> _Description of the task_: Your answer must consist of exactly the lines below, starting with the line with "filename crates/engine/src/testing.rs" and going on through the line with "pub fn new()", and nothing else.

> _Saved data entries_:
==========
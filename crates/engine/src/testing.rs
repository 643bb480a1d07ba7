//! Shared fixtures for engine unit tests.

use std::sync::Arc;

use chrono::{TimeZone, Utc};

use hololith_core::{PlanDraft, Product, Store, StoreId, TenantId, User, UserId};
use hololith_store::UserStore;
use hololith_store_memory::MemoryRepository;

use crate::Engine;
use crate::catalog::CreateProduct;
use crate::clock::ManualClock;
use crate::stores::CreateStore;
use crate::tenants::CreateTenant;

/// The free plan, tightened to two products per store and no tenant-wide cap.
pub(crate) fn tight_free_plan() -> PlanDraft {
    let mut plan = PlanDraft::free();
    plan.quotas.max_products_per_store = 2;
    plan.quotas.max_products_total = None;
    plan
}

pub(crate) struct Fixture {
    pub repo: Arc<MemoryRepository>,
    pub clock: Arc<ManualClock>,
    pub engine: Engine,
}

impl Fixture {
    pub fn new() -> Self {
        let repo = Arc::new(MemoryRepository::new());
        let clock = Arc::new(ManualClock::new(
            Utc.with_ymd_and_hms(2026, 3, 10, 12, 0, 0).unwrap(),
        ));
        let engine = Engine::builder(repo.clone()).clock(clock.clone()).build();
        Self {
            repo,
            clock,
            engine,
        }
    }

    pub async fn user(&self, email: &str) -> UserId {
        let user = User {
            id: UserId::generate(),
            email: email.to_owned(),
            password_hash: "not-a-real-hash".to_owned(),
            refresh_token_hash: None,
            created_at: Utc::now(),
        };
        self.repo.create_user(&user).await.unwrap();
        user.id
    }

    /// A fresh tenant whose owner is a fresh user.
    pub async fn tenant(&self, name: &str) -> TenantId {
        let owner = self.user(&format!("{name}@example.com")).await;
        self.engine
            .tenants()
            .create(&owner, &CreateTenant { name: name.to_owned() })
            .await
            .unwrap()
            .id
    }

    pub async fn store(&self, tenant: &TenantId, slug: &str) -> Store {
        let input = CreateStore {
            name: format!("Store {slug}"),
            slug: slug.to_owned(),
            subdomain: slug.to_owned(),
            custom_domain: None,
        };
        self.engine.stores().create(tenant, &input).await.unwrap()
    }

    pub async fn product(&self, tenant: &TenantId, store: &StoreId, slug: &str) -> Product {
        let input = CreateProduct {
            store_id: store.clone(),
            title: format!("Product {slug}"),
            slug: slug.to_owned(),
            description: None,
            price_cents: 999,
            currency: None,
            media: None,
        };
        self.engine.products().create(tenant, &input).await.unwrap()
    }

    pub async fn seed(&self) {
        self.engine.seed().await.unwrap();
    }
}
==========
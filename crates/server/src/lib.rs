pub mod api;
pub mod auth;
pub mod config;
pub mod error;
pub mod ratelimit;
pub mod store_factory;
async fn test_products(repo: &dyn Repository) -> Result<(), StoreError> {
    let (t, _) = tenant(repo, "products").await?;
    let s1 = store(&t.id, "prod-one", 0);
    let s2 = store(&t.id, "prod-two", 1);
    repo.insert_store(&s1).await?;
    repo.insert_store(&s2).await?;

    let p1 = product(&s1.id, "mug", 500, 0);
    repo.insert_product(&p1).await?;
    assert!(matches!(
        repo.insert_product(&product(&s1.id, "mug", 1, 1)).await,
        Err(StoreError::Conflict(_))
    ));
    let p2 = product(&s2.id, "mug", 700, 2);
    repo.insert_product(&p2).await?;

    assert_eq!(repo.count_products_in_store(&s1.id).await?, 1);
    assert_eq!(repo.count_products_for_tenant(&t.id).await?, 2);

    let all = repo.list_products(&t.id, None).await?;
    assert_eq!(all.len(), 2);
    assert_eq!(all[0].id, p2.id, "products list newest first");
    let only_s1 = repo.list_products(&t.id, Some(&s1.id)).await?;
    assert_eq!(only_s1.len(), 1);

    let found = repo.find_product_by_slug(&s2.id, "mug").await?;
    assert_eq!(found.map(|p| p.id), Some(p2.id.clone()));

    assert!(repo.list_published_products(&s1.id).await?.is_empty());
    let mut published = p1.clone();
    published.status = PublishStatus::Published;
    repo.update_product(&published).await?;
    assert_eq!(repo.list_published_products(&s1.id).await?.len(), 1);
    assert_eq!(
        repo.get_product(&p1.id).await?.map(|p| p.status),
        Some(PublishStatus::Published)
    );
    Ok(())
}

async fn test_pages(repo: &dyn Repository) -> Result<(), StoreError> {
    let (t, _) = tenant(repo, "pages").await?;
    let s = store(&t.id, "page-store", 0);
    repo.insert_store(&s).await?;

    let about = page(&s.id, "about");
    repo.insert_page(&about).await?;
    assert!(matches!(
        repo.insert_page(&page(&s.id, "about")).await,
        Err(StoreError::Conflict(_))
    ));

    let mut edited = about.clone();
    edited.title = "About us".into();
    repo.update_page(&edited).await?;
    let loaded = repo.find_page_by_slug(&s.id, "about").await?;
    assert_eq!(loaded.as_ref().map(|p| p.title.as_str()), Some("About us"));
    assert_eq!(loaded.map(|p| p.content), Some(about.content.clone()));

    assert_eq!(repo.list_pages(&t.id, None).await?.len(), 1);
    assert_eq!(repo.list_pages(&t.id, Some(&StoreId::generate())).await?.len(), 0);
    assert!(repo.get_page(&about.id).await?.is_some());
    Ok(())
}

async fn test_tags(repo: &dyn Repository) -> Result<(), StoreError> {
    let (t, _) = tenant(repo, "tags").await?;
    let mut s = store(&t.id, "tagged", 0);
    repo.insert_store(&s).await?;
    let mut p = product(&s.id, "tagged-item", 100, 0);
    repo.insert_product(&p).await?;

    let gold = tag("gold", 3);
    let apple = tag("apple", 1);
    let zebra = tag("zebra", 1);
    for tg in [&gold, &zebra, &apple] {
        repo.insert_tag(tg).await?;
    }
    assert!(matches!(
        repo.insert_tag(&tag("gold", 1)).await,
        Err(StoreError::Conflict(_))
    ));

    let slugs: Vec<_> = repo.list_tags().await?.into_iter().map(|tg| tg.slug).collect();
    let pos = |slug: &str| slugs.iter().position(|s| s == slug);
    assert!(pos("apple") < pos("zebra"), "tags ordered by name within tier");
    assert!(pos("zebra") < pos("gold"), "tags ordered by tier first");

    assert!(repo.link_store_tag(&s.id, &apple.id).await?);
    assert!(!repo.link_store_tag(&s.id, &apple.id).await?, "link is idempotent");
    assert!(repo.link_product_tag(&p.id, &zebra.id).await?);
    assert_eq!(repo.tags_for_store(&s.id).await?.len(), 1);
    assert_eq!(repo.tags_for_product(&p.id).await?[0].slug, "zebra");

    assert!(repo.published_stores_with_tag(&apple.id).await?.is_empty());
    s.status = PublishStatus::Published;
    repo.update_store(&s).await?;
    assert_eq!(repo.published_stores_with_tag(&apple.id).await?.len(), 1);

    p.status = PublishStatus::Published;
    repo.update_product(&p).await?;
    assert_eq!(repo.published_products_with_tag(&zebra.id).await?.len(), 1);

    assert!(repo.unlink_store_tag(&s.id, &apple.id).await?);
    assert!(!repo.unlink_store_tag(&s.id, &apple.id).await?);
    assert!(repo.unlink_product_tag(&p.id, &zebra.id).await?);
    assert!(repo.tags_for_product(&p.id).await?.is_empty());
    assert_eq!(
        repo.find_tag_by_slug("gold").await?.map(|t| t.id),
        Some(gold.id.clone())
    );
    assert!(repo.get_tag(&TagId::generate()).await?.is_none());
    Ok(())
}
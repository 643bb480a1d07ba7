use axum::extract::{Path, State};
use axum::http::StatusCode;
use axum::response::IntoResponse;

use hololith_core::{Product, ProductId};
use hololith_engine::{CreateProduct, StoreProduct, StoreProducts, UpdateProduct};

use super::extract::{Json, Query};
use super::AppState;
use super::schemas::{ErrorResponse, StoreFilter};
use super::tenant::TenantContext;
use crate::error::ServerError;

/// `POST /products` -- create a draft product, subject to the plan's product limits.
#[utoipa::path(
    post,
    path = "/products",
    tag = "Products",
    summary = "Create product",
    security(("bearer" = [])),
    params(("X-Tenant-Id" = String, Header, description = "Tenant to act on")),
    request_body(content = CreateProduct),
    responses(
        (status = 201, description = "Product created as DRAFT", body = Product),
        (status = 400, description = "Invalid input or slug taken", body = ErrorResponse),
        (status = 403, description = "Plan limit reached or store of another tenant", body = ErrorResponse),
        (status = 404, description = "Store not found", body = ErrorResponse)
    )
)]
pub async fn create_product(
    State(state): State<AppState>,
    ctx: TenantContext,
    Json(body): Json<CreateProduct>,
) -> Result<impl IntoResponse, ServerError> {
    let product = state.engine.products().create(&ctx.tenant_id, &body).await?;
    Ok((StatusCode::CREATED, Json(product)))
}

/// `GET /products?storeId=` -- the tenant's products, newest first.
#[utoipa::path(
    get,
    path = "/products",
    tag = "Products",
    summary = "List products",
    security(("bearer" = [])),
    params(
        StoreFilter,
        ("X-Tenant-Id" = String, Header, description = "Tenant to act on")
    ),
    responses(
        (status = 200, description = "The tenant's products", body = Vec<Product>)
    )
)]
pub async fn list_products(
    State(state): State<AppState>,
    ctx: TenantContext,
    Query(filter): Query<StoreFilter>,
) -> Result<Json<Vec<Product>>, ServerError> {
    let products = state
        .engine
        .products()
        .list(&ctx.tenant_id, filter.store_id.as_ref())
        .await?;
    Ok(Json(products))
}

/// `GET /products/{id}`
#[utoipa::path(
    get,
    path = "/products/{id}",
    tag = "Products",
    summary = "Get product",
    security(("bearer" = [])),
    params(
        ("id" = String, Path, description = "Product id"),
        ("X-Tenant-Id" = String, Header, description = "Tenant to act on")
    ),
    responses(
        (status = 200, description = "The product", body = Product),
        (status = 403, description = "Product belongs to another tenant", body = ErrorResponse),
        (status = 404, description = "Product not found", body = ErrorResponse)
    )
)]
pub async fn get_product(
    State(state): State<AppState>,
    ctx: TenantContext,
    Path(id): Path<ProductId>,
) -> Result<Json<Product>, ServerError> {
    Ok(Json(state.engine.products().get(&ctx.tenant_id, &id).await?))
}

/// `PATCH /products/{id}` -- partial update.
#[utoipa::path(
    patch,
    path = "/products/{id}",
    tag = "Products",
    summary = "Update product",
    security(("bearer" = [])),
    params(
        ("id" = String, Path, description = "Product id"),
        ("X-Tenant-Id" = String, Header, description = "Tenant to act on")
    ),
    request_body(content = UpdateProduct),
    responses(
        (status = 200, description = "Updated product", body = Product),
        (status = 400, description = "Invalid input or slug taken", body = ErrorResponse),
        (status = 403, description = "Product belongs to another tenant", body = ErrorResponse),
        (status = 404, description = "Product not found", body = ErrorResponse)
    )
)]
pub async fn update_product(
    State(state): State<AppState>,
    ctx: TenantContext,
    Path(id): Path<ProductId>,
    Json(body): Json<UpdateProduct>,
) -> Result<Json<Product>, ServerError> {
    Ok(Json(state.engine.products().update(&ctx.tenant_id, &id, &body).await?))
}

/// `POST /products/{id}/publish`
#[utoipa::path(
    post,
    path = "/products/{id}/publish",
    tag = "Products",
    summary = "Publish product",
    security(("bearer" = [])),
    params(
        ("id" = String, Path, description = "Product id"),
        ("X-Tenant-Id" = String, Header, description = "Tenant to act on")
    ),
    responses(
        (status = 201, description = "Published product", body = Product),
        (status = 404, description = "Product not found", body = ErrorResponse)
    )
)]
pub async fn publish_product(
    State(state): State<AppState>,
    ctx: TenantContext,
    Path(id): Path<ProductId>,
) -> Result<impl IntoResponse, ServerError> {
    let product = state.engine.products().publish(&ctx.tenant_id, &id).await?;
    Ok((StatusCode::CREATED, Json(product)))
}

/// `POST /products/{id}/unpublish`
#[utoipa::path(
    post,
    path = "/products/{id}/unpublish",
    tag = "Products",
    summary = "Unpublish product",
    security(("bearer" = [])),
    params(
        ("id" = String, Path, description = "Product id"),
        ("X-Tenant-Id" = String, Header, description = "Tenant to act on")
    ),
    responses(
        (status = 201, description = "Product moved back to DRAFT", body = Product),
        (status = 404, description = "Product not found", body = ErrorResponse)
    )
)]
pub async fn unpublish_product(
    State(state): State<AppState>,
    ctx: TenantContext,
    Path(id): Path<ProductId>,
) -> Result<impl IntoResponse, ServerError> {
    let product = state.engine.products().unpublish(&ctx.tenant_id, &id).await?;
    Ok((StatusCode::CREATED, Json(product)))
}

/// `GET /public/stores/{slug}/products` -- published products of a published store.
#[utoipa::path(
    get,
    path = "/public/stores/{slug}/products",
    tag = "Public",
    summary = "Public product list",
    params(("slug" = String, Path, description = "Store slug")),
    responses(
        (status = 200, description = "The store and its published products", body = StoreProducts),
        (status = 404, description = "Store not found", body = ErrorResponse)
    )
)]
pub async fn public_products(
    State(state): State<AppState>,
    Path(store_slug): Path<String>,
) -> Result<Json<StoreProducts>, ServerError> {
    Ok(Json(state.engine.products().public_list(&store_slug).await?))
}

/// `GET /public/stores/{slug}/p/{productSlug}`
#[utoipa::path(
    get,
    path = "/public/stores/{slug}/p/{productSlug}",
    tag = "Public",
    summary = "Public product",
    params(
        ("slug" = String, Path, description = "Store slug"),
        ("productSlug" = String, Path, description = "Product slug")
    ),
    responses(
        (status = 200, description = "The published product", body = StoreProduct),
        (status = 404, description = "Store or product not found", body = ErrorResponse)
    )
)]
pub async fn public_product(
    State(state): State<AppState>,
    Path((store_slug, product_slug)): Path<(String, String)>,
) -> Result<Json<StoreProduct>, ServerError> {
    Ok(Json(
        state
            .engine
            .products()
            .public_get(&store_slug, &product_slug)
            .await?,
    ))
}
==========
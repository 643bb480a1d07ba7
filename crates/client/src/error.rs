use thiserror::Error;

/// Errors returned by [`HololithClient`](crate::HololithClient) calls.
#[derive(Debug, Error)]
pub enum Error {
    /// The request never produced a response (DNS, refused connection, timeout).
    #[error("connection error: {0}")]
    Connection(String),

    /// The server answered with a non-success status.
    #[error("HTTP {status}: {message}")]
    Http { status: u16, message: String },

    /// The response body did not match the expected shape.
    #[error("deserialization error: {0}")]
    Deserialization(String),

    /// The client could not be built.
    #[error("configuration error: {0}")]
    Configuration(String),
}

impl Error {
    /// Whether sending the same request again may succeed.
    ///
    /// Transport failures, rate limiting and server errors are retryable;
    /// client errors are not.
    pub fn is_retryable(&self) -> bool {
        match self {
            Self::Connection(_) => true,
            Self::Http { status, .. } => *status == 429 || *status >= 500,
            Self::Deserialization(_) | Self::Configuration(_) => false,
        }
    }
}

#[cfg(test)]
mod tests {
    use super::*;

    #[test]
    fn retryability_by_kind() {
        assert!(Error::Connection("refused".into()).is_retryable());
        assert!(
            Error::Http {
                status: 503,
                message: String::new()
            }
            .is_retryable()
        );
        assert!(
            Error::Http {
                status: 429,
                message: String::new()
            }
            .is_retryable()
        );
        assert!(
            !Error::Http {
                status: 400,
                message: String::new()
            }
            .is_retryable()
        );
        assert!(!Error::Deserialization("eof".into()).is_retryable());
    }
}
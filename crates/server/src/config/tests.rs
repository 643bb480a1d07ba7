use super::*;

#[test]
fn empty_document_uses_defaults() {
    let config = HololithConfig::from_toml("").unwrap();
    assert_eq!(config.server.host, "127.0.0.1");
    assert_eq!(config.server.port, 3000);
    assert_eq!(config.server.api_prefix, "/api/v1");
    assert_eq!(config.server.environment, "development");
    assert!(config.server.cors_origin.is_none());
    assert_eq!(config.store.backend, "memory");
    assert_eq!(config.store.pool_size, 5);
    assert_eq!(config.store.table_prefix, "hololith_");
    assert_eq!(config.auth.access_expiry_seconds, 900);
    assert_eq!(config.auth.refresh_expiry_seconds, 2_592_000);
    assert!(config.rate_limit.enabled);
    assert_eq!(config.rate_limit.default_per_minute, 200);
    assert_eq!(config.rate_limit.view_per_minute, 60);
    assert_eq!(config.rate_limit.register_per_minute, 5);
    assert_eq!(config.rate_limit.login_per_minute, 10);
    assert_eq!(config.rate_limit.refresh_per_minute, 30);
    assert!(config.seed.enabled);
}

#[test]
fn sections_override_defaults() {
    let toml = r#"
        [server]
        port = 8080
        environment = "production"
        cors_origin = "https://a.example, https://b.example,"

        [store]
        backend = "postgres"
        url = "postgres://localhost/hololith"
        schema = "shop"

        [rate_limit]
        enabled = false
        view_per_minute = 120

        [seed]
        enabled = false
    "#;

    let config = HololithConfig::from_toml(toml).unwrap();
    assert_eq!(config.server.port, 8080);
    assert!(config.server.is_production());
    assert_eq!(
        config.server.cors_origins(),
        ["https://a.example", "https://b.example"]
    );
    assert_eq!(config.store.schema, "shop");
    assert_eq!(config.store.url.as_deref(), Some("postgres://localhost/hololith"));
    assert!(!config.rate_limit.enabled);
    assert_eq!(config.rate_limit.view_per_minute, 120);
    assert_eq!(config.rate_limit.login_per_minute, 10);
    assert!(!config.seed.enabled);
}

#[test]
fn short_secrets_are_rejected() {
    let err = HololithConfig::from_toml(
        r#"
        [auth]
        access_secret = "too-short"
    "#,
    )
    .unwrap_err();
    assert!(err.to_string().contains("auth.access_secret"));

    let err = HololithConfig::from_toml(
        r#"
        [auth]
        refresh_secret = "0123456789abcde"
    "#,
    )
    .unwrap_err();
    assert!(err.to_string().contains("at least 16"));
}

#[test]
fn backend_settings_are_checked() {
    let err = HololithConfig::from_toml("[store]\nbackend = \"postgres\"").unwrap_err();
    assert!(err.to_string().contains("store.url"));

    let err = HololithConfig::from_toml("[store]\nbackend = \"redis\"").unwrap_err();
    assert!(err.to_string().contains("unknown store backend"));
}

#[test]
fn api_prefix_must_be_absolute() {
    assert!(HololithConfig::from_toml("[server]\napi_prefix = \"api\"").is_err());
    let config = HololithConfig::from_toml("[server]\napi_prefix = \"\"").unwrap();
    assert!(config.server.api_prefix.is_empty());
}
==========
> _The answer_:
filename crates/engine/src/testing.rs
repository 643bb480a1d07ba7
//! Shared fixtures for engine unit tests.

use std::sync::Arc;

use chrono::{TimeZone, Utc};

use hololith_core::{PlanDraft, Product, Store, StoreId, TenantId, User, UserId};
use hololith_store::UserStore;
use hololith_store_memory::MemoryRepository;

use crate::Engine;
use crate::catalog::CreateProduct;
use crate::clock::ManualClock;
use crate::stores::CreateStore;
use crate::tenants::CreateTenant;

/// The free plan, tightened to two products per store and no tenant-wide cap.
pub(crate) fn tight_free_plan() -> PlanDraft {
    let mut plan = PlanDraft::free();
    plan.quotas.max_products_per_store = 2;
    plan.quotas.max_products_total = None;
    plan
}

pub(crate) struct Fixture {
    pub repo: Arc<MemoryRepository>,
    pub clock: Arc<ManualClock>,
    pub engine: Engine,
}

impl Fixture {
    pub fn new() -> Self {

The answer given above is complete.